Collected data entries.
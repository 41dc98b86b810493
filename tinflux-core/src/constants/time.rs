//! Time Constants for Tinflux
//!
//! Intervals used by the station runtime. Everything is in milliseconds
//! unless the name says otherwise.

/// Milliseconds per second.
pub const MS_PER_SECOND: u64 = 1000;

/// Callback period used when none is configured (seconds).
pub const DEFAULT_CALLBACK_PERIOD_S: u64 = 5;

/// Longest callback period the hub accepts: its period field is u32 milliseconds.
pub const MAX_CALLBACK_PERIOD_S: u64 = u32::MAX as u64 / MS_PER_SECOND;

/// Configuration value meaning "use [`DEFAULT_CALLBACK_PERIOD_S`]".
pub const CALLBACK_PERIOD_UNSET: i64 = -1;

/// Added on top of the callback period between derived-metric ticks (ms).
pub const WORKER_EXTRA_DELAY_MS: u64 = 5000;

/// Hub connection attempts before giving up.
pub const CONNECT_ATTEMPTS: u32 = 3;

/// Wait before the third and later connection attempts (ms).
pub const CONNECT_BACKOFF_MS: u64 = 1500;

/// Time the hub gets to answer an enumerate request (ms).
pub const ENUMERATION_GRACE_MS: u64 = 1000;

/// TCP connect timeout towards the hub (ms).
pub const HUB_CONNECT_TIMEOUT_MS: u64 = 5000;

/// HTTP timeout for a single telemetry write (ms).
pub const TELEMETRY_WRITE_TIMEOUT_MS: u64 = 10_000;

Description of the task. The output is every entry, printed exactly as it reads.

Result of this exercise.
repository 41dc98b86b810493
filename tinflux-core/src/constants/time.rs
//! Time Constants for Tinflux
//!
//! Intervals used by the station runtime. Everything is in milliseconds
//! unless the name says otherwise.

/// Milliseconds per second.
pub const MS_PER_SECOND: u64 = 1000;

/// Callback period used when none is configured (seconds).
pub const DEFAULT_CALLBACK_PERIOD_S: u64 = 5;

/// Longest callback period the hub accepts: its period field is u32 milliseconds.
pub const MAX_CALLBACK_PERIOD_S: u64 = u32::MAX as u64 / MS_PER_SECOND;

/// Configuration value meaning "use [`DEFAULT_CALLBACK_PERIOD_S`]".
pub const CALLBACK_PERIOD_UNSET: i64 = -1;

/// Added on top of the callback period between derived-metric ticks (ms).
pub const WORKER_EXTRA_DELAY_MS: u64 = 5000;

/// Hub connection attempts before giving up.
pub const CONNECT_ATTEMPTS: u32 = 3;

/// Wait before the third and later connection attempts (ms).
pub const CONNECT_BACKOFF_MS: u64 = 1500;

/// Time the hub gets to answer an enumerate request (ms).
pub const ENUMERATION_GRACE_MS: u64 = 1000;

/// TCP connect timeout towards the hub (ms).
pub const HUB_CONNECT_TIMEOUT_MS: u64 = 5000;

/// HTTP timeout for a single telemetry write (ms).
pub const TELEMETRY_WRITE_TIMEOUT_MS: u64 = 10_000;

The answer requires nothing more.